Mikindani [translation: young palm trees], is a coastal Swahili town in southeastern Tanzania.


Mikindani is an old Swahili port that was a centre of trade in southern Tanzania during the eighteenth and nineteenth centuries.[1] The original inhabitants (the Makonde people) were joined around the ninth Century AD by Arab traders. A further influx of Arabs occurred in the 19th century under the reign of Seyyid Said, the graves and mosques from this period can still be seen.

In the late 19th century under German colonial rule trade in the area's natural resources of rubber, sisal, coconuts and oil seed grew. The boma (fort), a slave market, a prison and a dock were constructed in the village. During World War I the prison was largely destroyed, what remained was turned into a customs house. With the arrival of the British at the end of the First World War, Mikindani remained an important administrative post and attracted a sizeable Indian population (there is still an Indian temple) until 1947 when the British administration developed the port in neighbouring Mtwara for exporting peanuts grown as part of the infamous Tanganyika groundnut scheme.
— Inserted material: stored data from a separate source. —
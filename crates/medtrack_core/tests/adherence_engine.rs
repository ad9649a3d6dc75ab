use chrono::NaiveDate;
use medtrack_core::db::open_db_in_memory;
use medtrack_core::{
    AdherenceService, FixedClock, Medicine, MedicineDraft, MedicineService, MemberService,
    ServiceError, SlotKey, SlotState, SqliteKeyValueRepository,
};

fn june(day: u32) -> NaiveDate {
    NaiveDate::from_ymd_opt(2024, 6, day).unwrap()
}

fn clock_on(day: u32, hour: u32, minute: u32) -> FixedClock {
    FixedClock::at_local(june(day), hour, minute, 0).unwrap()
}

fn seed_medicine(
    repo: SqliteKeyValueRepository<'_>,
    clock: &FixedClock,
    times: &[&str],
    stock_qty: u32,
) -> Medicine {
    let member = MemberService::new(repo)
        .add_member("Asha", "Mother", None)
        .unwrap();
    let draft = MedicineDraft {
        name: "Metformin".to_string(),
        dosage: "500mg".to_string(),
        times: times.iter().map(|t| t.to_string()).collect(),
        stock_qty,
        ..MedicineDraft::default()
    };
    MedicineService::new(repo, clock)
        .add_medicine(&member.id, draft)
        .unwrap()
}

fn stock_of(repo: SqliteKeyValueRepository<'_>, clock: &FixedClock, id: &str) -> u32 {
    MedicineService::new(repo, clock)
        .get_medicine(id)
        .unwrap()
        .unwrap()
        .medicine
        .stock_qty
}

#[test]
fn take_then_undo_restores_stock_and_pending() {
    let conn = open_db_in_memory().unwrap();
    let repo = SqliteKeyValueRepository::new(&conn);
    let clock = clock_on(10, 8, 2);
    let medicine = seed_medicine(repo, &clock, &["08:00", "20:00"], 10);
    let service = AdherenceService::new(repo, &clock);

    let event = service.mark_taken(&medicine.id, "08:00").unwrap();
    assert!(event.taken);
    assert_eq!(event.date, june(10));
    assert_eq!(event.family_member_id, medicine.family_member_id);
    assert_eq!(stock_of(repo, &clock, &medicine.id), 9);

    let slot = SlotKey::new(medicine.id.clone(), june(10), "08:00");
    assert_eq!(service.slot_state(&slot).unwrap(), SlotState::Taken);

    let undone = service.undo(&medicine.id, "08:00").unwrap().unwrap();
    assert_eq!(undone.id, event.id);
    assert_eq!(stock_of(repo, &clock, &medicine.id), 10);
    assert_eq!(service.slot_state(&slot).unwrap(), SlotState::Pending);
}

#[test]
fn take_at_zero_stock_stays_zero_and_undo_adds_one() {
    let conn = open_db_in_memory().unwrap();
    let repo = SqliteKeyValueRepository::new(&conn);
    let clock = clock_on(10, 8, 0);
    let medicine = seed_medicine(repo, &clock, &["08:00"], 0);
    let service = AdherenceService::new(repo, &clock);

    service.mark_taken(&medicine.id, "08:00").unwrap();
    assert_eq!(stock_of(repo, &clock, &medicine.id), 0);

    service.undo(&medicine.id, "08:00").unwrap();
    assert_eq!(stock_of(repo, &clock, &medicine.id), 1);
}

#[test]
fn skip_records_outcome_without_touching_stock() {
    let conn = open_db_in_memory().unwrap();
    let repo = SqliteKeyValueRepository::new(&conn);
    let clock = clock_on(10, 20, 5);
    let medicine = seed_medicine(repo, &clock, &["08:00", "20:00"], 4);
    let service = AdherenceService::new(repo, &clock);

    let event = service.mark_skipped(&medicine.id, "20:00").unwrap();
    assert!(!event.taken);
    assert_eq!(stock_of(repo, &clock, &medicine.id), 4);

    service.undo(&medicine.id, "20:00").unwrap();
    assert_eq!(stock_of(repo, &clock, &medicine.id), 4);
}

#[test]
fn resolved_slot_rejects_second_outcome() {
    let conn = open_db_in_memory().unwrap();
    let repo = SqliteKeyValueRepository::new(&conn);
    let clock = clock_on(10, 8, 0);
    let medicine = seed_medicine(repo, &clock, &["08:00"], 5);
    let service = AdherenceService::new(repo, &clock);

    service.mark_skipped(&medicine.id, "08:00").unwrap();
    let err = service.mark_taken(&medicine.id, "08:00").unwrap_err();
    match err {
        ServiceError::SlotAlreadyResolved { state, .. } => assert_eq!(state, SlotState::Skipped),
        other => panic!("unexpected error: {other}"),
    }
    assert_eq!(stock_of(repo, &clock, &medicine.id), 5);
}

#[test]
fn undo_of_pending_slot_is_a_no_op() {
    let conn = open_db_in_memory().unwrap();
    let repo = SqliteKeyValueRepository::new(&conn);
    let clock = clock_on(10, 8, 0);
    let medicine = seed_medicine(repo, &clock, &["08:00"], 5);
    let service = AdherenceService::new(repo, &clock);

    assert!(service.undo(&medicine.id, "08:00").unwrap().is_none());
    assert_eq!(stock_of(repo, &clock, &medicine.id), 5);
}

#[test]
fn unknown_or_unscheduled_slots_are_rejected() {
    let conn = open_db_in_memory().unwrap();
    let repo = SqliteKeyValueRepository::new(&conn);
    let clock = clock_on(10, 8, 0);
    let medicine = seed_medicine(repo, &clock, &["08:00"], 5);
    let service = AdherenceService::new(repo, &clock);

    assert!(matches!(
        service.mark_taken("m_missing", "08:00").unwrap_err(),
        ServiceError::MedicineNotFound(_)
    ));
    assert!(matches!(
        service.mark_taken(&medicine.id, "09:00").unwrap_err(),
        ServiceError::SlotNotScheduled(_)
    ));
    assert_eq!(stock_of(repo, &clock, &medicine.id), 5);
}

#[test]
fn slots_outside_the_date_window_are_not_scheduled() {
    let conn = open_db_in_memory().unwrap();
    let repo = SqliteKeyValueRepository::new(&conn);
    let clock = clock_on(10, 8, 0);
    let medicine = seed_medicine(repo, &clock, &["08:00"], 5);

    let medicines = MedicineService::new(repo, &clock);
    let mut draft = medicine.to_draft();
    draft.start_date = Some("2024-06-12".to_string());
    draft.end_date = Some("2024-06-20".to_string());
    medicines.update_medicine(&medicine.id, draft).unwrap();

    let service = AdherenceService::new(repo, &clock);
    let before = SlotKey::new(medicine.id.clone(), june(11), "08:00");
    assert!(matches!(
        service.record(&before, true).unwrap_err(),
        ServiceError::SlotNotScheduled(_)
    ));

    let last_day = SlotKey::new(medicine.id.clone(), june(20), "08:00");
    service.record(&last_day, true).unwrap();
    assert_eq!(stock_of(repo, &clock, &medicine.id), 4);
}

#[test]
fn undo_after_medicine_delete_removes_event_only() {
    let conn = open_db_in_memory().unwrap();
    let repo = SqliteKeyValueRepository::new(&conn);
    let clock = clock_on(10, 8, 0);
    let medicine = seed_medicine(repo, &clock, &["08:00"], 5);
    let service = AdherenceService::new(repo, &clock);

    service.mark_taken(&medicine.id, "08:00").unwrap();
    MedicineService::new(repo, &clock)
        .delete_medicine(&medicine.id)
        .unwrap();

    let removed = service.undo(&medicine.id, "08:00").unwrap();
    assert!(removed.is_some());
    let slot = SlotKey::new(medicine.id.clone(), june(10), "08:00");
    assert_eq!(service.slot_state(&slot).unwrap(), SlotState::Pending);
}

#[test]
fn today_lists_doses_in_medicine_then_time_order() {
    let conn = open_db_in_memory().unwrap();
    let repo = SqliteKeyValueRepository::new(&conn);
    let clock = clock_on(10, 8, 0);
    let first = seed_medicine(repo, &clock, &["20:00", "08:00"], 5);

    let second_draft = MedicineDraft {
        name: "Vitamin D".to_string(),
        times: vec!["13:00".to_string()],
        notes: "with lunch".to_string(),
        ..MedicineDraft::default()
    };
    let second = MedicineService::new(repo, &clock)
        .add_medicine(&first.family_member_id, second_draft)
        .unwrap();

    let service = AdherenceService::new(repo, &clock);
    service.mark_taken(&first.id, "08:00").unwrap();

    let doses = service.today(&first.family_member_id).unwrap();
    let rows: Vec<_> = doses
        .iter()
        .map(|dose| (dose.slot.medicine_id.as_str(), dose.slot.scheduled_time.as_str(), dose.state))
        .collect();
    assert_eq!(
        rows,
        vec![
            (first.id.as_str(), "20:00", SlotState::Pending),
            (first.id.as_str(), "08:00", SlotState::Taken),
            (second.id.as_str(), "13:00", SlotState::Pending),
        ]
    );
    assert_eq!(doses[2].notes, "with lunch");
}

#[test]
fn next_local_day_starts_fresh_slots() {
    let conn = open_db_in_memory().unwrap();
    let repo = SqliteKeyValueRepository::new(&conn);
    let clock = clock_on(10, 23, 59);
    let medicine = seed_medicine(repo, &clock, &["08:00"], 5);
    let service = AdherenceService::new(repo, &clock);

    service.mark_taken(&medicine.id, "08:00").unwrap();
    clock.advance(chrono::Duration::minutes(2));
    assert_eq!(
        service.today(&medicine.family_member_id).unwrap()[0].state,
        SlotState::Pending
    );
    service.mark_taken(&medicine.id, "08:00").unwrap();
    assert_eq!(stock_of(repo, &clock, &medicine.id), 3);
}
As the centre for trade and administration moved to Mtwara, Mikindani's focus shifted back to fishing and agriculture. The town declined further through the unwise nationalizations by the Tanzanian government that drove away most of the Indian and Arab settlers, and left the town a beautiful ruin frozen in time. Due to its proximity to the Northern border of Mozambique and the lack of communications - the road to Dar es Salaam was still under construction - the whole area remained relatively unexplored; the area was off-limits to tourists during the 1977 - 1994 Mozambican Civil War.

The town is home to 'Livingstone House', that owes its name to the fact that the town is assumed to be the point of departure of Livingstone's last expedition. The building as such never housed Livingstone, and was erected long after his departure. It is likely that Livingstone's final departure point would in fact have been nearby Pemba on the northern side of the mouth of the lagoon rather than this location in the centre of Mikindani.


Top left clockwise the lounge, the outdoor swimming pool, a bedroom and the stair cases of the Old Boma hotel.

Mikindani town is located on the gently sloping hills of the southern coast of Mikindani Harbour, a small roughly heart shaped natural harbour off Mikindani Bay. With a narrow entrance to the harbour, it was a welcome respite from the perils of the unpredictable Indian Ocean for explorers in the 18th and 19th centuries.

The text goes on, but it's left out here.